Jason Colavito has written a fascinating post entitled, “Documents Detail the FBI’s Theory That Science Fiction Editor Ray Palmer Helped Create the Flying Saucer Myth.” It’s well worth your time.
No one would deny that, in the mid-20th century, there were many perplexing sightings of UFOs — unidentified flying objects. But many, including me, would say the jury is still way out there that such things were alien. For starters, you need to know if aliens exist before making them the cause of such things. You can’t use one unknown (“are there aliens?”) as evidence for a second unknown (“what’s that weird thing in the sky?”). But very early on the narrative surrounding UFO sightings became about aliens visiting earth.

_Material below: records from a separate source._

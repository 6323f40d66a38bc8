use chrono::NaiveDate;
use line_insight::analysis::machine::MachineParameters;
use line_insight::analysis::AnalysisError;
use line_insight::labels::SimilarityThreshold;
use metrics_exporter_prometheus::PrometheusHandle;
use serde::Deserialize;
use std::sync::atomic::AtomicBool;
use std::sync::Arc;

#[derive(Clone)]
pub(crate) struct AppState {
    pub(crate) readiness: Arc<AtomicBool>,
    pub(crate) metrics: Arc<PrometheusHandle>,
}

/// Per-request overrides layered on top of the configured machine defaults.
#[derive(Debug, Default, Clone, Copy, Deserialize)]
pub(crate) struct MachineOverrides {
    #[serde(default)]
    pub(crate) expected_cycle_time_secs: Option<u32>,
    #[serde(default)]
    pub(crate) break_minutes: Option<u32>,
    #[serde(default)]
    pub(crate) lunch_minutes: Option<u32>,
    #[serde(default)]
    pub(crate) utilization_pct: Option<u8>,
}

impl MachineOverrides {
    pub(crate) fn apply(self, defaults: MachineParameters) -> MachineParameters {
        MachineParameters {
            expected_cycle_time_secs: self
                .expected_cycle_time_secs
                .unwrap_or(defaults.expected_cycle_time_secs),
            break_minutes: self.break_minutes.unwrap_or(defaults.break_minutes),
            lunch_minutes: self.lunch_minutes.unwrap_or(defaults.lunch_minutes),
            utilization_pct: self.utilization_pct.unwrap_or(defaults.utilization_pct),
        }
    }
}

pub(crate) fn resolve_threshold(
    requested: Option<f64>,
    default: SimilarityThreshold,
) -> Result<SimilarityThreshold, AnalysisError> {
    match requested {
        Some(value) => {
            SimilarityThreshold::new(value).map_err(|err| AnalysisError::InvalidParameter {
                name: "similarity threshold",
                reason: err.to_string(),
            })
        }
        None => Ok(default),
    }
}

pub(crate) fn parse_date(raw: &str) -> Result<NaiveDate, String> {
    NaiveDate::parse_from_str(raw.trim(), "%Y-%m-%d")
        .map_err(|err| format!("failed to parse '{raw}' as YYYY-MM-DD ({err})"))
}

pub(crate) fn parse_threshold(raw: &str) -> Result<f64, String> {
    let value: f64 = raw
        .trim()
        .parse()
        .map_err(|err| format!("failed to parse '{raw}' as a number ({err})"))?;
    SimilarityThreshold::new(value)
        .map(SimilarityThreshold::value)
        .map_err(|err| err.to_string())
}

pub(crate) fn deserialize_optional_date<'de, D>(
    deserializer: D,
) -> Result<Option<NaiveDate>, D::Error>
where
    D: serde::Deserializer<'de>,
{
    let opt = Option::<String>::deserialize(deserializer)?;
    opt.map(|value| parse_date(&value).map_err(serde::de::Error::custom))
        .transpose()
}

#[cfg(test)]
mod tests {
    use super::*;

    #[test]
    fn overrides_only_replace_provided_fields() {
        let overrides = MachineOverrides {
            utilization_pct: Some(95),
            ..MachineOverrides::default()
        };
        let params = overrides.apply(MachineParameters::default());
        assert_eq!(params.utilization_pct, 95);
        assert_eq!(params.expected_cycle_time_secs, 30);
    }

    #[test]
    fn threshold_resolution_validates_requests() {
        let default = SimilarityThreshold::default();
        assert_eq!(resolve_threshold(None, default).map(|t| t.value()).ok(), Some(0.8));
        assert_eq!(
            resolve_threshold(Some(0.9), default).map(|t| t.value()).ok(),
            Some(0.9)
        );
        assert!(matches!(
            resolve_threshold(Some(0.0), default),
            Err(AnalysisError::InvalidParameter { .. })
        ));
        assert!(parse_threshold("abc").is_err());
        assert_eq!(parse_threshold(" 0.75 "), Ok(0.75));
    }
}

Colavito has produced research that ties the ETH (Extraterrestrial Hypothesis) to very terrestrial sources — from the FBI’s declassified UFO documents. After giving us the overview of what he discovered, Colavito ends his post this way:
The long and short of it is that the FBI uncovered the secret origins of the first flying saucer flap and discovered that Ray Palmer was orchestrating the creation of a space invasion, and they did nothing with that information, letting the Air Force twist in the wind and letting the myth of space alien invasion grow mostly out of petty bureaucratic power struggles.
Question, if ET is found, and they are fallen, do you think it is possible that Christ could have incarnated as one of them and saved them as well?
The incarnation (by definition) was to solve a HUMAN problem. It was to humans God gave the covenants. So no, I don’t see more incarnations as coherent. That they might exist doesn’t fill in the rest of the parameters of why the incarnation was necessary (e.g., to fulfill the covenants).
“Sure. Why not?”
Due to an anecdotal conversation I once had with an AF dude ( <- terrible "factual" statement. eh, it's UFOs…); he stated that, in the 1980-90s, UFOs were sort of a godsend to help build a crust around the classified core of stealth technology.
Which is how it works in the relationship of public knowledge versus whatever an actual adversary (real or imagined) might have. That's why a guy like Snowden is such a bummer. Ruins the game for everyone. Damnable facts!
I use JFK/Dallas as a good exemplar. After how-many-thousand books and interviews, I'm amazed that a single, solitary soul survived all that gunfire in Dealy Plaza. (*cough*lbj*cough*…this week…) Where's that alien deathray when you really need it?
So there.
I have cobbled together enough parens, bad grammar, air quotes and non sequiturs to make this my first official UFO conspiracy-guy post. Should have thrown in more (!!)s and CAPS. I'm really starting to like Colavito, if only for how far he goes up that pompous "?"bag Wolper's *wherever*. He's spoiling W's game, a la' Snowden. Damnable facts!
Best.
You don’t even need Occam’s Razor to conclude that it’s extremely problematic to dismiss the UFO phenomenon with a few easy assumptions, most of which are reliant on a hefty dose of ignorance about the evidence.
I fully realize how problematic it would be to be regarded by one’s peers as a “woo-woo UFO believer” for taking an open-minded position in lieu of a thorough examination of the evidence, but that does not justify any sort of dismissive conclusions one may form about the subject.
The assumption: “false in lieu of physical evidence” is faulty logic. One can not conclude a negative in lieu of evidence to the positive. In a similar way, one can not conclude that cougars do not exist, because you have never seen one, but others may say they have. It’s irrelevant whether physical evidence exists or not, a negative can not be proved this way.